ENTRIES PROVIDED below:

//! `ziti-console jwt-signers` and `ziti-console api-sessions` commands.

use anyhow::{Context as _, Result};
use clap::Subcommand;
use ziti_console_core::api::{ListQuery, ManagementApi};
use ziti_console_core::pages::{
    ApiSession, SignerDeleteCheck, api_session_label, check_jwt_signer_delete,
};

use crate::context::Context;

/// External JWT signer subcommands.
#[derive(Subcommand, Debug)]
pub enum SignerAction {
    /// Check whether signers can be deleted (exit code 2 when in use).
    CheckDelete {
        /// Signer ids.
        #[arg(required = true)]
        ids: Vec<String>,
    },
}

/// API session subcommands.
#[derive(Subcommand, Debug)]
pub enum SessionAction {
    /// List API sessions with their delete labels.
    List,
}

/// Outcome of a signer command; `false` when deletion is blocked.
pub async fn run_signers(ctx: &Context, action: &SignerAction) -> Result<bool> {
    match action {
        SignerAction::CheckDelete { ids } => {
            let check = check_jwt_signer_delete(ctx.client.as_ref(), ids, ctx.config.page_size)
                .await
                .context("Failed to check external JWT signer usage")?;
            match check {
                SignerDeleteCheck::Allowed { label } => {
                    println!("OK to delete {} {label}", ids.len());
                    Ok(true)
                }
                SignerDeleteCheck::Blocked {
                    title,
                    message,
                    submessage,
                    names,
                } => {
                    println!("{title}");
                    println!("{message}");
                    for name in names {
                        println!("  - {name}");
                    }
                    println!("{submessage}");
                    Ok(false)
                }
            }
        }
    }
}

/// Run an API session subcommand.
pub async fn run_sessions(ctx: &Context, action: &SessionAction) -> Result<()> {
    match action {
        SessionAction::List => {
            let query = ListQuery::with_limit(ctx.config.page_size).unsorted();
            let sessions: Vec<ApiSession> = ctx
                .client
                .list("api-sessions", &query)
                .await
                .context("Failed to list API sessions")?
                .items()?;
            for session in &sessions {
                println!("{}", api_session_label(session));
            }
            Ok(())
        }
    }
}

End of ENTRIES PROVIDED.
ENTRIES PROVIDED below:

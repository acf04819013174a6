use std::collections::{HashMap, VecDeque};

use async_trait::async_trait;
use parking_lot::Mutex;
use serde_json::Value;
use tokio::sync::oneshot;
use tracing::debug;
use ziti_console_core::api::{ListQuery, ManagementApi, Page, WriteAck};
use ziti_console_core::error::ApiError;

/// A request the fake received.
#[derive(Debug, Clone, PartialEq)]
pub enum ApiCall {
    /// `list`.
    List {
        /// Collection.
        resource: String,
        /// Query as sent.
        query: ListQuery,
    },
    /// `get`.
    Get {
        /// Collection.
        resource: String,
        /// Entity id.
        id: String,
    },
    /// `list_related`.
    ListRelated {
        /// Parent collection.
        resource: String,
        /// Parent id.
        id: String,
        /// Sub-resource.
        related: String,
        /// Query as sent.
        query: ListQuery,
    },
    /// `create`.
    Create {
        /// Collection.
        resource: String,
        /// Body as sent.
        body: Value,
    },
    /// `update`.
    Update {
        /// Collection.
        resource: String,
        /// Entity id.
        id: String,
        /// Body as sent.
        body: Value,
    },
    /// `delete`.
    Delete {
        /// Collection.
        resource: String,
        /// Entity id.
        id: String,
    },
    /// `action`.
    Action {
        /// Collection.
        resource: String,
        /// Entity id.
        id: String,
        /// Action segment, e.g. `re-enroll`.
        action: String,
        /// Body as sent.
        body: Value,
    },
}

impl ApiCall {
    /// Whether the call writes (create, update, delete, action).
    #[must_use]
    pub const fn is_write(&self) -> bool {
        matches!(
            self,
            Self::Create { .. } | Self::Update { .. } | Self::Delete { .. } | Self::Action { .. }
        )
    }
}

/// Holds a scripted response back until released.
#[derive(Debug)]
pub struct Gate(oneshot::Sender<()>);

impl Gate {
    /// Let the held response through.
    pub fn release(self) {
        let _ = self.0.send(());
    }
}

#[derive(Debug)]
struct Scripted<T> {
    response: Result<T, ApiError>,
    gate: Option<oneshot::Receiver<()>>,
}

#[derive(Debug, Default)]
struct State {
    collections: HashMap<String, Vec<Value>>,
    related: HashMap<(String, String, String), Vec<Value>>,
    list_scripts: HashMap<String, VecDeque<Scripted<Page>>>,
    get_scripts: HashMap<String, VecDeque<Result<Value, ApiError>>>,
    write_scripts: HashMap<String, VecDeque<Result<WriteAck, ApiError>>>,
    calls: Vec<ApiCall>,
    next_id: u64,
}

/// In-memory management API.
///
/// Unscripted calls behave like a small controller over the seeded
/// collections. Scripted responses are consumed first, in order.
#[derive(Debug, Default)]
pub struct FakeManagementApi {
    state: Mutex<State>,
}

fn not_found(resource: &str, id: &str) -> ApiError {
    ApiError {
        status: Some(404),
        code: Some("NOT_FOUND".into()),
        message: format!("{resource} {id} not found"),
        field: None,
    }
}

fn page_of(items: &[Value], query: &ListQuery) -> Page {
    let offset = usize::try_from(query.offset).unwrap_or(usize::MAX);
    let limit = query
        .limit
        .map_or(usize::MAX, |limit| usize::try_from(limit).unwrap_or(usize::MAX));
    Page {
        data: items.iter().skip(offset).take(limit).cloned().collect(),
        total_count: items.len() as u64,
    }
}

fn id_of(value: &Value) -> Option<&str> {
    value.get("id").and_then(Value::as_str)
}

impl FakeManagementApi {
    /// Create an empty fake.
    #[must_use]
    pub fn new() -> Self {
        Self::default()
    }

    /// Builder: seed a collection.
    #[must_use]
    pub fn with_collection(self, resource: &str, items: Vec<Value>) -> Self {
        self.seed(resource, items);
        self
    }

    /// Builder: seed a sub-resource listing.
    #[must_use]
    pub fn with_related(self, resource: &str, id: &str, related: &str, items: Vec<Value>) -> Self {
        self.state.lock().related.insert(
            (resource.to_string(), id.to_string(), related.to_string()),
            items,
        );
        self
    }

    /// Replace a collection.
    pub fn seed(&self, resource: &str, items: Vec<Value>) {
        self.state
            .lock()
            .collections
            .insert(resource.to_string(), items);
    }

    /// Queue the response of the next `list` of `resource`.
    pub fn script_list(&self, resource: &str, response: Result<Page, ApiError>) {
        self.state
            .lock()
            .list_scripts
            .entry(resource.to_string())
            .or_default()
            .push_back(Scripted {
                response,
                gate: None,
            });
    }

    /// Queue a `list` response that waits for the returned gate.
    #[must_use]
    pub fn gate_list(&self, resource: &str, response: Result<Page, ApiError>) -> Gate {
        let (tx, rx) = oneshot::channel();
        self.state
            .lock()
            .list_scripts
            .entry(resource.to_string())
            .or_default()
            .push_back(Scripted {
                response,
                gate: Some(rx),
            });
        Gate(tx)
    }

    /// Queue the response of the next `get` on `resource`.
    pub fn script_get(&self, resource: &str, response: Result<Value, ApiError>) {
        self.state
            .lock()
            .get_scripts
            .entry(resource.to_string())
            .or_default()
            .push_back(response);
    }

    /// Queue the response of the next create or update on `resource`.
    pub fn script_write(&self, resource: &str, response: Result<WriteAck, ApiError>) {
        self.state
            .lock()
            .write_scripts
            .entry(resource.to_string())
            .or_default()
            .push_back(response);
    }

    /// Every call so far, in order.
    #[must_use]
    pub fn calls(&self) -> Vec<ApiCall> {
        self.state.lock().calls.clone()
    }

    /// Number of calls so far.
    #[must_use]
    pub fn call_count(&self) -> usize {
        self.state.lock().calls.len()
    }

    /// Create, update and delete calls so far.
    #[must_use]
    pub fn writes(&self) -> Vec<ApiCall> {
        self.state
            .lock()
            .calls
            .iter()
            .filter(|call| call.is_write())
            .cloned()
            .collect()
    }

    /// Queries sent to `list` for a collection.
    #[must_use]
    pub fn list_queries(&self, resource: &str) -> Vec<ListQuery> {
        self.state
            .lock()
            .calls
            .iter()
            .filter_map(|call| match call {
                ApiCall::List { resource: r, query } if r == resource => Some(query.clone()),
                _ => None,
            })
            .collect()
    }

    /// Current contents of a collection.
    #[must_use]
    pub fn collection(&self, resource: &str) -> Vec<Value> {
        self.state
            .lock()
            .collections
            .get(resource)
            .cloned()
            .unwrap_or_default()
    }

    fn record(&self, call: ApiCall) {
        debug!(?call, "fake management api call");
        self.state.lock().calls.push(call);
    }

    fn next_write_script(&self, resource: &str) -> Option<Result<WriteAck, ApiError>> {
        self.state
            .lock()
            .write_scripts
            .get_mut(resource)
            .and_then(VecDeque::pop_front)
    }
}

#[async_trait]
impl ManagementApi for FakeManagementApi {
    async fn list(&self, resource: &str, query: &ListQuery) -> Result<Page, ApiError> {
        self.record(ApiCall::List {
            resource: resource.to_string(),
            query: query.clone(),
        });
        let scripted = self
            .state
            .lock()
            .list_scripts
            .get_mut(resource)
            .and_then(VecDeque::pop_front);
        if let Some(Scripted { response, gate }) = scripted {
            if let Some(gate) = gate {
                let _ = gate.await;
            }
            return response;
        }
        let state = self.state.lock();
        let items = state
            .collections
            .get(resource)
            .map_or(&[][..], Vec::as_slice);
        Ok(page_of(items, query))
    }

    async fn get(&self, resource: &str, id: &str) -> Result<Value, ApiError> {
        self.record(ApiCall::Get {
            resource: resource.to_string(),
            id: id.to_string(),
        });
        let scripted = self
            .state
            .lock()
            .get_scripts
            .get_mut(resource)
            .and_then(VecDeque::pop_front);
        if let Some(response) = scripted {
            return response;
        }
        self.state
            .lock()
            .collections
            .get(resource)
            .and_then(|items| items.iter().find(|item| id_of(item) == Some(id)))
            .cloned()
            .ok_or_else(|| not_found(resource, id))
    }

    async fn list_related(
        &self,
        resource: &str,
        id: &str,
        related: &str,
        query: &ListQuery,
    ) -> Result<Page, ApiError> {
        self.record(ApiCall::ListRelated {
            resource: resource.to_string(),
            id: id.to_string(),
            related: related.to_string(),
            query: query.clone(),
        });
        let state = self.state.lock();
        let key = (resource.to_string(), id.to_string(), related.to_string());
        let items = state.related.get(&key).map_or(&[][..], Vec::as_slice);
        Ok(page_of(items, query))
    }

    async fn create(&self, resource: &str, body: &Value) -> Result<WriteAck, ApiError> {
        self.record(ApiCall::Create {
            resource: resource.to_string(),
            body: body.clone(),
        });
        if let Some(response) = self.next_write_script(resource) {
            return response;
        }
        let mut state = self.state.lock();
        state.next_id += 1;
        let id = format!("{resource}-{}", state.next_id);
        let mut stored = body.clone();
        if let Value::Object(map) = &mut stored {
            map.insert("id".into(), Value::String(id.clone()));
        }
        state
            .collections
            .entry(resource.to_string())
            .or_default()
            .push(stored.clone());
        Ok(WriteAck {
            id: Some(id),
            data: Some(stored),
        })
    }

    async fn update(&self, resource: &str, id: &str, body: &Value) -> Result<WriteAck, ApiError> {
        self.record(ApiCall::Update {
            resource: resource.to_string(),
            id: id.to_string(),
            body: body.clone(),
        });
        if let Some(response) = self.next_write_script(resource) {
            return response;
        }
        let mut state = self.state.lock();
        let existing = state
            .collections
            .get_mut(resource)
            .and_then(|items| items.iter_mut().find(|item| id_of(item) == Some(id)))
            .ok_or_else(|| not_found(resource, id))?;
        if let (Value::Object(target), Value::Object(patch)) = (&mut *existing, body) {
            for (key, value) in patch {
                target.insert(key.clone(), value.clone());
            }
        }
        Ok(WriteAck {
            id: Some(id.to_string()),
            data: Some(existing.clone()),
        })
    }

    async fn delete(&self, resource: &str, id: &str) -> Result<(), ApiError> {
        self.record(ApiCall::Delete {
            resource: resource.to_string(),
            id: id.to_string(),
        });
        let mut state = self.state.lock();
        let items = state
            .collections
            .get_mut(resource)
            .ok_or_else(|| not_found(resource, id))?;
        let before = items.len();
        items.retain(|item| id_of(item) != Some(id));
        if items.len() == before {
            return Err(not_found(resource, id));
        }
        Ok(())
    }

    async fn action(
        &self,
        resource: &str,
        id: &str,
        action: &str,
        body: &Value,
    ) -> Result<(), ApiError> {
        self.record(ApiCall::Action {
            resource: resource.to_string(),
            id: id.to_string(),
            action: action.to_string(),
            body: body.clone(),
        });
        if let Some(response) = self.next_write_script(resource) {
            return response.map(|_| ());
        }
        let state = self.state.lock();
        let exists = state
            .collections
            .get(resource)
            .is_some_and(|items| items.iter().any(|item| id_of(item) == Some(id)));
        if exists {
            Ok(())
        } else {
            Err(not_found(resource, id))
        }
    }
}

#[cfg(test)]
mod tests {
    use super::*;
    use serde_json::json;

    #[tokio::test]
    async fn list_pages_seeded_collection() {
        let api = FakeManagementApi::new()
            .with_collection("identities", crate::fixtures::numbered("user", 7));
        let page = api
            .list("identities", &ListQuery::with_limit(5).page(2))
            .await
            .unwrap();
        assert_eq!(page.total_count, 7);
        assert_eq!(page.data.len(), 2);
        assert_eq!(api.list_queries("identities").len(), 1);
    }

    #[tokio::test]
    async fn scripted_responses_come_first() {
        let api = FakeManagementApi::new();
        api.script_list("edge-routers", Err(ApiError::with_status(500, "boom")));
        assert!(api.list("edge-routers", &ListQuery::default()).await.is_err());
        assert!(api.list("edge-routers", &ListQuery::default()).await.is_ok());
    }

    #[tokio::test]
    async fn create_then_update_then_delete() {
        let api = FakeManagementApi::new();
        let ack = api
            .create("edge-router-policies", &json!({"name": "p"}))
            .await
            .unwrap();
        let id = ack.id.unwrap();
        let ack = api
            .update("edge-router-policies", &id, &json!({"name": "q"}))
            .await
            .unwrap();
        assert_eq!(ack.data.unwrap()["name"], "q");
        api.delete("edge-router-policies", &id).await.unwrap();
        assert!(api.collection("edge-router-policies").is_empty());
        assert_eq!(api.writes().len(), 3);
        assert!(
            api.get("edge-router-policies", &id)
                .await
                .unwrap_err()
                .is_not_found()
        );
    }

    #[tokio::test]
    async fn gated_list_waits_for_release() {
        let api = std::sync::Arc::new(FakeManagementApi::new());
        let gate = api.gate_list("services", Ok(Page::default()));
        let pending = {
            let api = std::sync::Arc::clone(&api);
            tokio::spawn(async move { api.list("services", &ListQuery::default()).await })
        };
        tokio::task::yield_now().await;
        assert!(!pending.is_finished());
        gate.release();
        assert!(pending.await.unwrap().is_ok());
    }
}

End of ENTRIES PROVIDED.

- _TASK TO CARRY OUT_:
From the records above, copy each line that contains the word "false".

- _ANSWER BOX_:
/// Outcome of a signer command; `false` when deletion is blocked.
                    Ok(false)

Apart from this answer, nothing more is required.